God. That site is unreadable. Can they put anymore pop up, slider, and intrusive ads on there?
God. That site is unreadable. Can they put anymore pop up, slider, and intrusive ads on there?
Why don't they just have a robot that runs 2:00:00 flat pace? That would be the perfect pacer.
Cicirunner wrote:
Why don't they just have a robot that runs 2:00:00 flat pace? That would be the perfect pacer.
That's actually an interesting question. Is even pace the best way? It's possible that, by the time you've run 20 miles at a hard effort, your biomechanics will have deteriorated to a certain extent (whether due to muscle damage or other factors), so that your running economy is worse and you have to spend *more* energy (not just more effort, but more actual energy) to maintain the same pace. In that case, if you want a truly even distribution of effort from a *physiological* perspective, you'd want to start the race slightly faster than goal pace to allow for a slight slowdown.

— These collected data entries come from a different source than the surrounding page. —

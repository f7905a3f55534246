//! `remote` and `socks-remote` modes: ask the terminal hop's SSH server to
//! listen on our behalf (`tcpip-forward`) and route whatever it forwards
//! back to us.
//!
//! The actual channel handling happens in `ClientHandler::
//! server_channel_open_forwarded_tcpip`, dispatched here based on the
//! `RemoteTarget` the session was told to expect (§4.E).

use std::sync::Arc;

use russh::client::Msg;
use russh::Channel;
use tokio::sync::broadcast;
use tracing::{debug, warn};

use crate::error::ManagerError;
use crate::forwarding::listener;
use crate::forwarding::pump::{self, TunnelStats};
use crate::forwarding::remote_target::RemoteTarget;
use crate::forwarding::socks;
use crate::model::Endpoint;
use crate::ssh::handle_owner::HandleController;

pub struct RemoteForward {
    pub bound_addr: String,
    terminal: HandleController,
    bind_address: String,
    bound_port: u32,
}

impl RemoteForward {
    /// Ask the server to stop forwarding and stop routing its channels here.
    pub async fn stop(self) {
        self.terminal.clear_remote_target();
        if let Err(e) = self.terminal.cancel_tcpip_forward(&self.bind_address, self.bound_port).await {
            warn!("remote forward: failed to cancel tcpip-forward on {}: {e}", self.bound_addr);
        }
    }
}

/// `remote` mode: bind `remote_bind` on the server, bridge every channel it
/// forwards back to us to `local_target`.
pub async fn start_fixed(
    remote_bind: &Endpoint,
    local_target: Endpoint,
    terminal: HandleController,
    shutdown_tx: broadcast::Sender<()>,
    stats: Arc<TunnelStats>,
) -> Result<RemoteForward, ManagerError> {
    let (bind_address, bind_port) = remote_bind_parts(remote_bind)?;

    let bound_port = terminal
        .tcpip_forward(&bind_address, bind_port as u32)
        .await
        .map_err(|e| ManagerError::Network(format!("tcpip-forward failed: {e}")))?;

    terminal.set_remote_target(RemoteTarget::Fixed { endpoint: local_target, stats, shutdown: shutdown_tx });

    Ok(RemoteForward { bound_addr: format!("{bind_address}:{bound_port}"), terminal, bind_address, bound_port })
}

/// `socks-remote` mode: bind `remote_bind` on the server, and negotiate
/// SOCKS5 directly on every channel it forwards back to us.
pub async fn start_socks(
    remote_bind: &Endpoint,
    terminal: HandleController,
    shutdown_tx: broadcast::Sender<()>,
    stats: Arc<TunnelStats>,
) -> Result<RemoteForward, ManagerError> {
    let (bind_address, bind_port) = remote_bind_parts(remote_bind)?;

    let bound_port = terminal
        .tcpip_forward(&bind_address, bind_port as u32)
        .await
        .map_err(|e| ManagerError::Network(format!("tcpip-forward failed: {e}")))?;

    terminal.set_remote_target(RemoteTarget::Socks { stats, shutdown: shutdown_tx });

    Ok(RemoteForward { bound_addr: format!("{bind_address}:{bound_port}"), terminal, bind_address, bound_port })
}

fn remote_bind_parts(endpoint: &Endpoint) -> Result<(String, u16), ManagerError> {
    match endpoint {
        Endpoint::Tcp { host, port } => Ok((host.clone(), *port)),
        Endpoint::Unix { path } => Err(ManagerError::Config(format!(
            "remote-bind endpoints must be TCP, got unix path {}",
            path.display()
        ))),
    }
}

/// Bridge one forwarded channel to a fixed local destination.
pub async fn handle_fixed_forward(
    channel: Channel<Msg>,
    endpoint: &Endpoint,
    stats: Arc<TunnelStats>,
    shutdown_rx: &mut broadcast::Receiver<()>,
) {
    let local = match listener::dial_local(endpoint).await {
        Ok(stream) => stream,
        Err(e) => {
            warn!("remote forward: failed to dial local target {}: {e}", endpoint.to_bind_string());
            return;
        }
    };

    stats.connection_count.fetch_add(1, std::sync::atomic::Ordering::Relaxed);
    stats.active_connections.fetch_add(1, std::sync::atomic::Ordering::Relaxed);
    pump::bridge(local, channel.into_stream(), pump::DEFAULT_IDLE_TIMEOUT, shutdown_rx, stats.as_ref()).await;
    stats.active_connections.fetch_sub(1, std::sync::atomic::Ordering::Relaxed);
}

/// Negotiate SOCKS5 on a forwarded channel, then bridge to whatever it asked
/// for.
pub async fn handle_socks_forward(channel: Channel<Msg>, stats: Arc<TunnelStats>, shutdown_rx: &mut broadcast::Receiver<()>) {
    let mut stream = channel.into_stream();

    let request = match socks::read_connect_request(&mut stream).await {
        Ok(request) => request,
        Err(e) => {
            debug!("socks-remote: negotiation failed: {e}");
            return;
        }
    };

    let local = match listener::dial_local_host_port(&request.host, request.port).await {
        Ok(stream) => stream,
        Err(e) => {
            warn!("socks-remote: failed to dial {}:{}: {e}", request.host, request.port);
            let _ = socks::reply_unreachable(&mut stream).await;
            return;
        }
    };

    if socks::reply_success(&mut stream).await.is_err() {
        return;
    }

    stats.connection_count.fetch_add(1, std::sync::atomic::Ordering::Relaxed);
    stats.active_connections.fetch_add(1, std::sync::atomic::Ordering::Relaxed);
    pump::bridge(stream, local, pump::DEFAULT_IDLE_TIMEOUT, shutdown_rx, stats.as_ref()).await;
    stats.active_connections.fetch_sub(1, std::sync::atomic::Ordering::Relaxed);
}
//! Data model shared across the config resolver, dialer, forwarding engine
//! and control plane: `JumpSpec`, `Hop`, `HopChain`, `TunnelDesc`, `TunnelState`
//! and `Endpoint`.

use std::path::PathBuf;
use std::time::Duration;

use russh::keys::PrivateKeyWithHashAlg;
use serde::{Deserialize, Serialize};

use crate::error::ManagerError;
use crate::ssh::agent::AgentSigner;
use crate::ssh::known_hosts::HostKeyVerifier;

/// Maximum `ProxyJump` recursion depth. Exceeding it fails the chain.
pub const MAX_JUMP_DEPTH: u32 = 20;

/// A `[user@]host[:port]` entry parsed out of a `ProxyJump` value.
#[derive(Debug, Clone, PartialEq, Eq)]
pub struct JumpSpec {
    pub user: Option<String>,
    pub host: String,
    pub port: Option<u16>,
}

impl JumpSpec {
    /// Parse one comma-separated `ProxyJump` entry. Invariant: `host`
    /// non-empty after parsing.
    pub fn parse(value: &str) -> Result<Self, ManagerError> {
        let value = value.trim();
        if value.is_empty() {
            return Err(ManagerError::Config("empty ProxyJump entry".into()));
        }

        let (user, rest) = match value.rsplit_once('@') {
            Some((user, rest)) => (Some(user.to_string()), rest),
            None => (None, value),
        };

        let (host, port) = match rest.rsplit_once(':') {
            Some((host, port_str)) if !host.is_empty() => {
                let port = port_str
                    .parse::<u16>()
                    .map_err(|e| ManagerError::Config(format!("invalid jump port: {e}")))?;
                (host.to_string(), Some(port))
            }
            _ => (rest.to_string(), None),
        };

        if host.is_empty() {
            return Err(ManagerError::Config("ProxyJump entry has no host".into()));
        }

        Ok(Self { user, host, port })
    }
}

/// One fully resolved connection step, ready to dial.
///
/// Invariants: `hostname` non-empty; `1 <= port <= 65535`; `user` non-empty;
/// `verifier` present iff `strict`.
pub struct Hop {
    pub alias: String,
    pub hostname: String,
    pub port: u16,
    pub user: String,
    pub identities: Vec<PathBuf>,
    pub signers: Vec<std::sync::Arc<russh::keys::PrivateKey>>,
    pub agent_signers: Vec<std::sync::Arc<AgentSigner>>,
    pub host_key_algorithms: Vec<String>,
    pub ciphers: Vec<String>,
    pub macs: Vec<String>,
    pub kex: Vec<String>,
    pub strict: bool,
    pub verifier: Option<std::sync::Arc<HostKeyVerifier>>,
    pub dial_timeout: Duration,
}

impl Hop {
    pub fn validate(&self) -> Result<(), ManagerError> {
        if self.hostname.is_empty() {
            return Err(ManagerError::config(&self.alias, "empty hostname"));
        }
        if self.port == 0 {
            return Err(ManagerError::config(&self.alias, "port out of range"));
        }
        if self.user.is_empty() {
            return Err(ManagerError::config(&self.alias, "empty user"));
        }
        if self.strict != self.verifier.is_some() {
            return Err(ManagerError::config(
                &self.alias,
                "verifier presence must match strict mode",
            ));
        }
        Ok(())
    }

    /// `signers-for(hop)`'s fourth step: an empty final list fails the hop.
    pub fn ensure_has_signer(&self) -> Result<(), ManagerError> {
        if self.signers.is_empty() && self.agent_signers.is_empty() {
            return Err(ManagerError::auth(&self.alias, "no usable signers"));
        }
        Ok(())
    }

    /// Key-with-hash-alg wrapper russh wants at `authenticate_publickey` time.
    pub fn signer_candidates(&self) -> Vec<PrivateKeyWithHashAlg> {
        self.signers
            .iter()
            .map(|k| PrivateKeyWithHashAlg::new(k.clone(), None))
            .collect()
    }
}

/// Ordered chain of hops; the first is dialed directly, each subsequent hop
/// is dialed *through* the SSH session of its predecessor. The last hop is
/// the terminal host where forwards are opened.
pub struct HopChain {
    pub hops: Vec<Hop>,
}

impl HopChain {
    pub fn terminal(&self) -> &Hop {
        self.hops.last().expect("HopChain is never empty")
    }
}

/// Tunnel forwarding mode.
#[derive(Debug, Clone, Copy, PartialEq, Eq, Serialize, Deserialize)]
#[serde(rename_all = "kebab-case")]
pub enum TunnelMode {
    Local,
    Remote,
    Socks,
    SocksRemote,
}

impl Default for TunnelMode {
    fn default() -> Self {
        Self::Local
    }
}

/// Control-plane payload describing a tunnel to open.
#[derive(Debug, Clone, Serialize, Deserialize)]
pub struct TunnelDesc {
    pub name: String,
    #[serde(default)]
    pub mode: TunnelMode,
    #[serde(default)]
    pub local: Option<String>,
    #[serde(default)]
    pub remote: Option<String>,
    pub host: String,
    #[serde(default)]
    pub user: Option<String>,
    #[serde(default)]
    pub identity: Option<String>,
}

/// `Pending -> Connecting -> Open`, `any -> Closing -> Closed`,
/// `Connecting -> Failed`. Only `Open` tunnels count as "running".
#[derive(Debug, Clone, Copy, PartialEq, Eq, Serialize, Deserialize)]
#[serde(rename_all = "kebab-case")]
pub enum TunnelState {
    Pending,
    Connecting,
    Open,
    Closing,
    Closed,
    Failed,
}

/// Either a TCP `host:port` (host may be a bracketed literal address) or a
/// filesystem path naming a Unix-domain socket.
#[derive(Debug, Clone, PartialEq, Eq)]
pub enum Endpoint {
    Tcp { host: String, port: u16 },
    Unix { path: PathBuf },
}

impl Endpoint {
    /// Presence of `/` or a leading `.` selects a Unix socket; otherwise
    /// `host:port` or a bare port (which expands to `localhost:port`).
    pub fn parse(s: &str) -> Result<Self, ManagerError> {
        if s.contains('/') || s.starts_with('.') {
            return Ok(Self::Unix {
                path: PathBuf::from(s),
            });
        }

        if let Ok(port) = s.parse::<u16>() {
            return Ok(Self::Tcp {
                host: "localhost".to_string(),
                port,
            });
        }

        if let Some(rest) = s.strip_prefix('[') {
            let (host, after) = rest
                .split_once(']')
                .ok_or_else(|| ManagerError::Config(format!("unterminated bracket in endpoint: {s}")))?;
            let port_str = after
                .strip_prefix(':')
                .ok_or_else(|| ManagerError::Config(format!("missing port after bracketed host: {s}")))?;
            let port = port_str
                .parse::<u16>()
                .map_err(|e| ManagerError::Config(format!("invalid port in endpoint {s}: {e}")))?;
            return Ok(Self::Tcp {
                host: host.to_string(),
                port,
            });
        }

        let (host, port_str) = s
            .rsplit_once(':')
            .ok_or_else(|| ManagerError::Config(format!("endpoint missing port: {s}")))?;
        let port = port_str
            .parse::<u16>()
            .map_err(|e| ManagerError::Config(format!("invalid port in endpoint {s}: {e}")))?;
        Ok(Self::Tcp {
            host: host.to_string(),
            port,
        })
    }

    pub fn to_bind_string(&self) -> String {
        match self {
            Self::Tcp { host, port } => format!("{host}:{port}"),
            Self::Unix { path } => path.display().to_string(),
        }
    }
}

#[cfg(test)]
mod tests {
    use super::*;

    #[test]
    fn parses_bare_port() {
        assert_eq!(
            Endpoint::parse("9000").unwrap(),
            Endpoint::Tcp {
                host: "localhost".into(),
                port: 9000
            }
        );
    }

    #[test]
    fn parses_host_port() {
        assert_eq!(
            Endpoint::parse("example.org:443").unwrap(),
            Endpoint::Tcp {
                host: "example.org".into(),
                port: 443
            }
        );
    }

    #[test]
    fn parses_ipv6_bracketed() {
        assert_eq!(
            Endpoint::parse("[::1]:9000").unwrap(),
            Endpoint::Tcp {
                host: "::1".into(),
                port: 9000
            }
        );
    }

    #[test]
    fn parses_unix_socket_path() {
        assert_eq!(
            Endpoint::parse("/tmp/x.sock").unwrap(),
            Endpoint::Unix {
                path: "/tmp/x.sock".into()
            }
        );
    }

    #[test]
    fn parses_relative_unix_socket_path() {
        assert_eq!(
            Endpoint::parse("./x.sock").unwrap(),
            Endpoint::Unix {
                path: "./x.sock".into()
            }
        );
    }

    #[test]
    fn jump_spec_parses_user_host_port() {
        let j = JumpSpec::parse("alice@bastion:2222").unwrap();
        assert_eq!(j.user.as_deref(), Some("alice"));
        assert_eq!(j.host, "bastion");
        assert_eq!(j.port, Some(2222));
    }

    #[test]
    fn jump_spec_parses_host_only() {
        let j = JumpSpec::parse("bastion").unwrap();
        assert_eq!(j.user, None);
        assert_eq!(j.host, "bastion");
        assert_eq!(j.port, None);
    }

    #[test]
    fn jump_spec_rejects_empty() {
        assert!(JumpSpec::parse("").is_err());
    }
}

Of course, you can also argue it from the opposite perspective: if the accumulated damage will be worse from a faster pace, maybe it's better to go a bit slower at the start to minimize the carnage at the end, and hope you'll be able to speed up.
In the end, given all the unknowns, I suspect perfectly even pace is the way to go. But it's not as obvious as it might seem. Unlike at shorter distances, there's very little understanding of the physiological changes that take place late in a marathon.
Alex Hutchinson - wrote:
Cicirunner wrote:Why don't they just have a robot that runs 2:00:00 flat pace? That would be the perfect pacer.
That's actually an interesting question. Is even pace the best way? It's possible that, by the time you've run 20 miles at a hard effort, your biomechanics will have deteriorated to a certain extent (whether due to muscle damage or other factors), so that your running economy is worse and you have to spend *more* energy (not just more effort, but more actual energy) to maintain the same pace. In that case, if you want a truly even distribution of effort from a *physiological* perspective, you'd want to start the race slightly faster than goal pace to allow for a slight slowdown.
Of course, you can also argue it from the opposite perspective: if the accumulated damage will be worse from a faster pace, maybe it's better to go a bit slower at the start to minimize the carnage at the end, and hope you'll be able to speed up.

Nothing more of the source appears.